# Exercise:
Nothing but an exact reprint of the records is to be returned.

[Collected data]
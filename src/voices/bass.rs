//! Sub bass voice - pure sine an octave under the harmony.
//!
//! Doubled under notes and chords when bass doubling is on. A sub should be
//! felt more than heard, so it has the fewest possible harmonics: none.
//!
//! # How It Works
//!
//! 1. Single sine oscillator, centred
//! 2. Medium attack and release so it never thumps
//! 3. No pitch bend: `base_frequency` is `None`, so the registry skips it

#[cfg(feature = "serde")]
use serde::{Deserialize, Serialize};

use crate::{
    dsp::{mix::equal_power_pan, oscillator::Oscillator},
    graph::{BusId, RenderCtx},
    synth::{validate_frequency, Voice, VoiceEnvelope, VoiceError, VoiceFactory, VoiceState},
    MAX_BLOCK_SIZE,
};

#[cfg_attr(feature = "serde", derive(Serialize, Deserialize))]
#[cfg_attr(feature = "serde", serde(default))]
#[derive(Debug, Clone, Copy, PartialEq)]
pub struct SubBassSettings {
    pub attack: f64,
    pub release: f64,
    pub level: f32,
}

impl Default for SubBassSettings {
    fn default() -> Self {
        Self {
            attack: 0.04,
            release: 0.4,
            level: 0.25,
        }
    }
}

pub struct SubBassVoice {
    frequency: f32,
    envelope: VoiceEnvelope,
    osc: Oscillator,
    bus: BusId,
    gain_buffer: Vec<f32>,
}

impl SubBassVoice {
    pub fn new(frequency: f32, bus: BusId, settings: &SubBassSettings) -> Self {
        Self {
            frequency,
            envelope: VoiceEnvelope::new(settings.level, settings.attack, settings.release),
            osc: Oscillator::sine(),
            bus,
            gain_buffer: vec![0.0; MAX_BLOCK_SIZE],
        }
    }

    pub fn frequency(&self) -> f32 {
        self.frequency
    }
}

impl Voice for SubBassVoice {
    fn start(&mut self, now: f64) {
        self.envelope.start(now);
    }

    fn stop(&mut self, now: f64) {
        self.envelope.stop(now);
    }

    fn update_pitch(&mut self, _multiplier: f32, _now: f64) {}

    fn base_frequency(&self) -> Option<f32> {
        None
    }

    fn set_level(&mut self, level: f32, now: f64) {
        self.envelope.set_level(level, now);
    }

    fn state(&self) -> VoiceState {
        self.envelope.state()
    }

    fn is_sounding(&self, now: f64) -> bool {
        self.envelope.is_sounding(now)
    }

    fn bus(&self) -> BusId {
        self.bus
    }

    fn render(&mut self, left: &mut [f32], right: &mut [f32], ctx: &RenderCtx) {
        if matches!(self.envelope.state(), VoiceState::Pending | VoiceState::Finished) {
            return;
        }
        let frames = left.len().min(right.len()).min(MAX_BLOCK_SIZE);
        let gain = &mut self.gain_buffer[..frames];
        self.envelope.render(gain, ctx);

        let (centre, _) = equal_power_pan(0.0);
        for i in 0..frames {
            let sample = self.osc.next_sample(self.frequency, ctx.sample_rate) * gain[i] * centre;
            left[i] += sample;
            right[i] += sample;
        }
    }
}

#[derive(Debug, Clone)]
pub struct SubBassFactory {
    bus: BusId,
    sample_rate: f32,
    settings: SubBassSettings,
}

impl SubBassFactory {
    pub fn new(bus: BusId, sample_rate: f32, settings: SubBassSettings) -> Self {
        Self {
            bus,
            sample_rate,
            settings,
        }
    }
}

impl VoiceFactory for SubBassFactory {
    fn create_voice(&self, frequency: f32) -> Result<Box<dyn Voice>, VoiceError> {
        let frequency = validate_frequency(frequency, self.sample_rate)?;
        Ok(Box::new(SubBassVoice::new(frequency, self.bus, &self.settings)))
    }
}

#[cfg(test)]
mod tests {
    use super::*;

    #[test]
    fn opts_out_of_pitch_bend() {
        let voice = SubBassVoice::new(65.0, BusId::Bass, &SubBassSettings::default());
        assert_eq!(voice.base_frequency(), None);
    }

    #[test]
    fn renders_centred_sine() {
        let mut voice = SubBassVoice::new(
            100.0,
            BusId::Bass,
            &SubBassSettings {
                attack: 0.0,
                ..SubBassSettings::default()
            },
        );
        voice.start(0.0);
        let mut left = vec![0.0; 480];
        let mut right = vec![0.0; 480];
        voice.render(&mut left, &mut right, &RenderCtx::new(48_000.0, 0.0));
        assert_eq!(left, right);
        let peak = left.iter().fold(0.0_f32, |m, s| m.max(s.abs()));
        assert!(peak > 0.1 && peak <= 0.25);
    }

    #[test]
    fn factory_routes_to_its_bus() {
        let factory = SubBassFactory::new(BusId::Bass, 48_000.0, SubBassSettings::default());
        assert_eq!(factory.create_voice(55.0).unwrap().bus(), BusId::Bass);
        assert!(factory.create_voice(0.0).is_err());
    }
}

# Solution for this problem:
filename src/voices/bass.rs
//! Sub bass voice - pure sine an octave under the harmony.
//!
//! Doubled under notes and chords when bass doubling is on. A sub should be
//! felt more than heard, so it has the fewest possible harmonics: none.
//!
//! # How It Works
//!
//! 1. Single sine oscillator, centred
//! 2. Medium attack and release so it never thumps
//! 3. No pitch bend: `base_frequency` is `None`, so the registry skips it

#[cfg(feature = "serde")]
use serde::{Deserialize, Serialize};

use crate::{
    dsp::{mix::equal_power_pan, oscillator::Oscillator},
    graph::{BusId, RenderCtx},
    synth::{validate_frequency, Voice, VoiceEnvelope, VoiceError, VoiceFactory, VoiceState},
    MAX_BLOCK_SIZE,
};

#[cfg_attr(feature = "serde", derive(Serialize, Deserialize))]
#[cfg_attr(feature = "serde", serde(default))]
#[derive(Debug, Clone, Copy, PartialEq)]
pub struct SubBassSettings {
    pub attack: f64,
    pub release: f64,
    pub level: f32,
}

impl Default for SubBassSettings {
    fn default() -> Self {
        Self {
            attack: 0.04,
            release: 0.4,
            level: 0.25,
        }
    }
}

pub struct SubBassVoice {
    frequency: f32,
    envelope: VoiceEnvelope,
    osc: Oscillator,
    bus: BusId,
    gain_buffer: Vec<f32>,
}

impl SubBassVoice {
    pub fn new(frequency: f32, bus: BusId, settings: &SubBassSettings) -> Self {
        Self {
            frequency,
            envelope: VoiceEnvelope::new(settings.level, settings.attack, settings.release),
            osc: Oscillator::sine(),
            bus,
            gain_buffer: vec![0.0; MAX_BLOCK_SIZE],
        }
    }

    pub fn frequency(&self) -> f32 {
        self.frequency
    }
}

impl Voice for SubBassVoice {
    fn start(&mut self, now: f64) {
        self.envelope.start(now);
    }

    fn stop(&mut self, now: f64) {
        self.envelope.stop(now);
    }

    fn update_pitch(&mut self, _multiplier: f32, _now: f64) {}

    fn base_frequency(&self) -> Option<f32> {
        None
    }

    fn set_level(&mut self, level: f32, now: f64) {
        self.envelope.set_level(level, now);
    }

    fn state(&self) -> VoiceState {
        self.envelope.state()
    }

    fn is_sounding(&self, now: f64) -> bool {
        self.envelope.is_sounding(now)
    }

    fn bus(&self) -> BusId {
        self.bus
    }

    fn render(&mut self, left: &mut [f32], right: &mut [f32], ctx: &RenderCtx) {
        if matches!(self.envelope.state(), VoiceState::Pending | VoiceState::Finished) {
            return;
        }
        let frames = left.len().min(right.len()).min(MAX_BLOCK_SIZE);
        let gain = &mut self.gain_buffer[..frames];
        self.envelope.render(gain, ctx);

        let (centre, _) = equal_power_pan(0.0);
        for i in 0..frames {
            let sample = self.osc.next_sample(self.frequency, ctx.sample_rate) * gain[i] * centre;
            left[i] += sample;
            right[i] += sample;
        }
    }
}

#[derive(Debug, Clone)]
pub struct SubBassFactory {
    bus: BusId,
    sample_rate: f32,
    settings: SubBassSettings,
}

impl SubBassFactory {
    pub fn new(bus: BusId, sample_rate: f32, settings: SubBassSettings) -> Self {
        Self {
            bus,
            sample_rate,
            settings,
        }
    }
}

impl VoiceFactory for SubBassFactory {
    fn create_voice(&self, frequency: f32) -> Result<Box<dyn Voice>, VoiceError> {
        let frequency = validate_frequency(frequency, self.sample_rate)?;
        Ok(Box::new(SubBassVoice::new(frequency, self.bus, &self.settings)))
    }
}

#[cfg(test)]
mod tests {
    use super::*;

    #[test]
    fn opts_out_of_pitch_bend() {
        let voice = SubBassVoice::new(65.0, BusId::Bass, &SubBassSettings::default());
        assert_eq!(voice.base_frequency(), None);
    }

    #[test]
    fn renders_centred_sine() {
        let mut voice = SubBassVoice::new(
            100.0,
            BusId::Bass,
            &SubBassSettings {
                attack: 0.0,
                ..SubBassSettings::default()
            },
        );
        voice.start(0.0);
        let mut left = vec![0.0; 480];
        let mut right = vec![0.0; 480];
        voice.render(&mut left, &mut right, &RenderCtx::new(48_000.0, 0.0));
        assert_eq!(left, right);
        let peak = left.iter().fold(0.0_f32, |m, s| m.max(s.abs()));
        assert!(peak > 0.1 && peak <= 0.25);
    }

    #[test]
    fn factory_routes_to_its_bus() {
        let factory = SubBassFactory::new(BusId::Bass, 48_000.0, SubBassSettings::default());
        assert_eq!(factory.create_voice(55.0).unwrap().bus(), BusId::Bass);
        assert!(factory.create_voice(0.0).is_err());
    }
}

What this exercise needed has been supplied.